本調査は、このような現場マネジメントの課題の解決策を、事例を基に明らかにすることで、精神障害者の雇用を円滑に拡大し、精神障害者のキャリア形成実現の一助となることを目的として実施した。調査分析の結果から、精神障害者雇用の現場には、大きく分けて「①業務マネジメントの課題」、「②コミュニケーションの課題」があり、それらの課題を解決できなければ、精神障害のある本人、および周囲を疲弊させてしまうということが分かった。このような結果になることを防ぎ、円滑に雇用を推進するには、[1]採用方法・ルートの確立や現場支援、[2]福祉・医療・行政の支援者との連携、[3]経営層の意識向上、[4]全社理解の醸成によって、受け入れ現場の対応力を高めることが重要である。

今後、精神障害のある求職者が増加すると同時に、多様化すると予想される中、企業にはどのようなスキル・意欲を持つ人材を採用したいのかを明確にすることがますます必要になる。高スキル人材には本人の得意を活かし、苦手を省く専門的業務の切り出しを進めることなども重要になるであろう。また、2025年秋からは、就労選択支援事業(※5)が開始され、支援者によるアセスメントが強化される。企業としては、自社の求める人材像を支援者に明確に示し、支援者から有益なサポートを引き出す取り組みがより重要になっていくと考えられる。

なお、本調査では本人の定着・活躍が実現すれば、職場内の偏見の解消や多様性包摂の対応力・意識向上のような波及効果があることも確認できた。さらに、同時期に実施した定量調査(※6)からは、職場の多様性包摂の対応力・意識向上は、全従業員の働きやすさにつながることも示唆されている。
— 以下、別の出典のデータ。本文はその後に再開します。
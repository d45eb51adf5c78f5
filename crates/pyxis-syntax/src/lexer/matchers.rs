//! # Matchers
//!
//! Each markup kind is recognised by a validator (may a node start here?)
//! and a breaking condition (does the node close after this char?). The
//! candidate is picked from the leading chars: a run of `*` or `#`, a
//! backtick, a tilde, or a URL prefix.

use std::sync::OnceLock;

use regex::Regex;

use crate::tags::NodeKind;

static LINK_REGEX: OnceLock<Regex> = OnceLock::new();

fn link_regex() -> &'static Regex {
    LINK_REGEX.get_or_init(|| Regex::new(r"(?i)^(https?://|www\.)\S+").expect("Invalid link regex"))
}

/// A successful match at the cursor.
#[derive(Debug, Clone, PartialEq, Eq)]
pub struct Capture {
    pub kind: NodeKind,
    /// Chars of opening marker before the content.
    pub marker_len: usize,
    /// Chars of captured content.
    pub len: usize,
    /// The closing marker was found and is consumed after the content.
    pub has_end: bool,
}

impl Capture {
    /// Chars consumed from the cursor by this capture.
    pub fn consumed(&self) -> usize {
        let suffix = if self.has_end { self.marker_len } else { 0 };
        self.marker_len + self.len + suffix
    }

    /// The node gets an end token even without a closing marker. Only
    /// links; a heading never gets one.
    pub fn force_closed(&self) -> bool {
        self.kind == NodeKind::Link
    }
}

/// Tries every matcher applicable to the chars at the front of `rest`.
///
/// `line_start` is true only at offset 0 of the original line; headings
/// never match anywhere else.
pub fn match_at(rest: &[char], line_start: bool) -> Option<Capture> {
    match *rest.first()? {
        Emphasis::STAR => {
            let kind = match leading_run(rest, Emphasis::STAR) {
                1 => NodeKind::Italic,
                2 => NodeKind::Bold,
                3 => NodeKind::BoldItalic,
                _ => return None,
            };
            delimited(rest, kind)
        }
        Heading::HASH => {
            let level = leading_run(rest, Heading::HASH);
            if !line_start || level > NodeKind::MAX_HEADING as usize {
                return None;
            }
            heading(rest, level)
        }
        Code::TICK => code(rest),
        Strikethrough::TILDE => {
            if rest.get(1) != Some(&Strikethrough::TILDE) {
                return None;
            }
            delimited(rest, NodeKind::Strikethrough)
        }
        'h' | 'H' | 'w' | 'W' => link(rest),
        _ => None,
    }
}

/// `*` delimiter owner for italic, bold and bold-italic.
pub struct Emphasis;

impl Emphasis {
    pub const STAR: char = '*';
}

/// `~~` delimiter owner.
pub struct Strikethrough;

impl Strikethrough {
    pub const TILDE: char = '~';
}

/// Backtick owner. Code spans are raw: their content is never lexed.
pub struct Code;

impl Code {
    pub const TICK: char = '`';
}

/// `#` owner for ATX headings.
pub struct Heading;

impl Heading {
    pub const HASH: char = '#';
}

fn leading_run(rest: &[char], c: char) -> usize {
    rest.iter().take_while(|&&x| x == c).count()
}

/// Wrapping markers (`*`, `**`, `***`, `~~`): the char after the opening
/// marker must exist and not be a space; the node closes after a non-space
/// char followed by the full marker.
fn delimited(rest: &[char], kind: NodeKind) -> Option<Capture> {
    let marker: Vec<char> = kind.meta().marker.chars().collect();
    let n = marker.len();
    match rest.get(n) {
        Some(c) if *c != ' ' => {}
        _ => return None,
    }

    let (len, has_end) = scan(rest, n, |s, p| {
        s[p] != ' ' && s.get(p + 1..p + 1 + n) == Some(marker.as_slice())
    });
    Some(Capture {
        kind,
        marker_len: n,
        len,
        has_end,
    })
}

fn code(rest: &[char]) -> Option<Capture> {
    rest.get(1)?;
    let (len, has_end) = scan(rest, 1, |s, p| s.get(p + 1) == Some(&Code::TICK));
    Some(Capture {
        kind: NodeKind::Code,
        marker_len: 1,
        len,
        has_end,
    })
}

/// `#`×level, a space, then at least one more char. The space belongs to
/// the heading content so every char of the line stays accounted for.
fn heading(rest: &[char], level: usize) -> Option<Capture> {
    if rest.get(level) != Some(&' ') || rest.get(level + 1).is_none() {
        return None;
    }
    Some(Capture {
        kind: NodeKind::Heading(level as u8),
        marker_len: level,
        len: rest.len() - level,
        has_end: false,
    })
}

/// A link never spans whitespace, so only the leading word is handed to
/// the regex, and only when it could start with a URL prefix.
fn link(rest: &[char]) -> Option<Capture> {
    let starts_like_url = |prefix: &str| {
        rest.len() >= prefix.len()
            && rest
                .iter()
                .zip(prefix.chars())
                .all(|(c, p)| c.to_ascii_lowercase() == p)
    };
    if !starts_like_url("http") && !starts_like_url("www.") {
        return None;
    }

    let word: String = rest.iter().take_while(|c| !c.is_whitespace()).collect();
    let m = link_regex().find(&word)?;
    Some(Capture {
        kind: NodeKind::Link,
        marker_len: 0,
        len: m.as_str().chars().count(),
        has_end: true,
    })
}

/// Accumulates chars from `from` until `breaks` holds (that char is part
/// of the capture) or the slice ends. Returns the captured length and
/// whether the capture stopped early.
fn scan(rest: &[char], from: usize, breaks: impl Fn(&[char], usize) -> bool) -> (usize, bool) {
    let mut p = from;
    while p < rest.len() {
        if breaks(rest, p) {
            return (p + 1 - from, true);
        }
        p += 1;
    }
    (rest.len().saturating_sub(from), false)
}
//! Char-offset helpers. Every offset the engine hands out counts chars,
//! while Rust strings slice by byte.

/// Placeholder that keeps empty lines selectable. Never counts toward
/// logical length.
pub const ZERO_WIDTH_SPACE: char = '\u{200B}';

pub fn char_len(s: &str) -> usize {
    s.chars().count()
}

/// Chars that count toward logical length.
pub fn logical_len(s: &str) -> usize {
    s.chars().filter(|&c| c != ZERO_WIDTH_SPACE).count()
}

/// Byte offset of char `idx`, clamped to the end of `s`.
pub fn byte_offset(s: &str, idx: usize) -> usize {
    s.char_indices().nth(idx).map_or(s.len(), |(b, _)| b)
}

/// Chars `start..end` of `s`, clamped.
pub fn char_slice(s: &str, start: usize, end: usize) -> &str {
    let from = byte_offset(s, start);
    let to = byte_offset(s, end.max(start));
    &s[from..to]
}

/// `s[..start] + insert + s[end..]` in char offsets.
pub fn splice(s: &str, start: usize, end: usize, insert: &str) -> String {
    let from = byte_offset(s, start);
    let to = byte_offset(s, end.max(start));
    let mut out = String::with_capacity(s.len() + insert.len());
    out.push_str(&s[..from]);
    out.push_str(insert);
    out.push_str(&s[to..]);
    out
}

pub fn strip_zero_width(s: &str) -> String {
    s.chars().filter(|&c| c != ZERO_WIDTH_SPACE).collect()
}

#[cfg(test)]
mod tests {
    use super::*;

    #[test]
    fn byte_offsets_clamp() {
        assert_eq!(byte_offset("héllo", 2), 3);
        assert_eq!(byte_offset("hi", 9), 2);
    }

    #[test]
    fn splice_replaces_char_range() {
        assert_eq!(splice("ab", 1, 1, "x"), "axb");
        assert_eq!(splice("héllo", 1, 2, "e"), "hello");
        assert_eq!(splice("abc", 2, 1, "-"), "ab-c");
    }

    #[test]
    fn zero_width_is_not_logical() {
        assert_eq!(logical_len("\u{200B}"), 0);
        assert_eq!(char_len("\u{200B}"), 1);
        assert_eq!(strip_zero_width("a\u{200B}b"), "ab");
    }

    #[test]
    fn char_slice_by_chars() {
        assert_eq!(char_slice("ünï", 1, 3), "nï");
        assert_eq!(char_slice("abc", 2, 10), "c");
    }
}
本調査によって、精神障害者のより良い雇用をはじめ、多くの人が働きやすい職場・社会の実現に寄与できれば幸いである。

※3 法定雇用率:企業や国、地方公共団体が達成を義務付けられている、常用労働者に占める障害者の雇用割合を定めた基準のこと
※4 パーソル総合研究所(2023)「精神障害者雇用の現場マネジメントについての定量調査[企業調査]」
※5 2024年4月に施行された障害者総合支援法改正に盛り込まれた、支援者と障害者が協力して就労アセスメントを行い、能力・適性に合った就職や就労支援サービス利用につなげる事業
※6 パーソル総合研究所(2024)「精神障害者雇用の現場マネジメントについての定量調査[上司・同僚調査]」

※本調査を引用いただく際は出所を明示してください。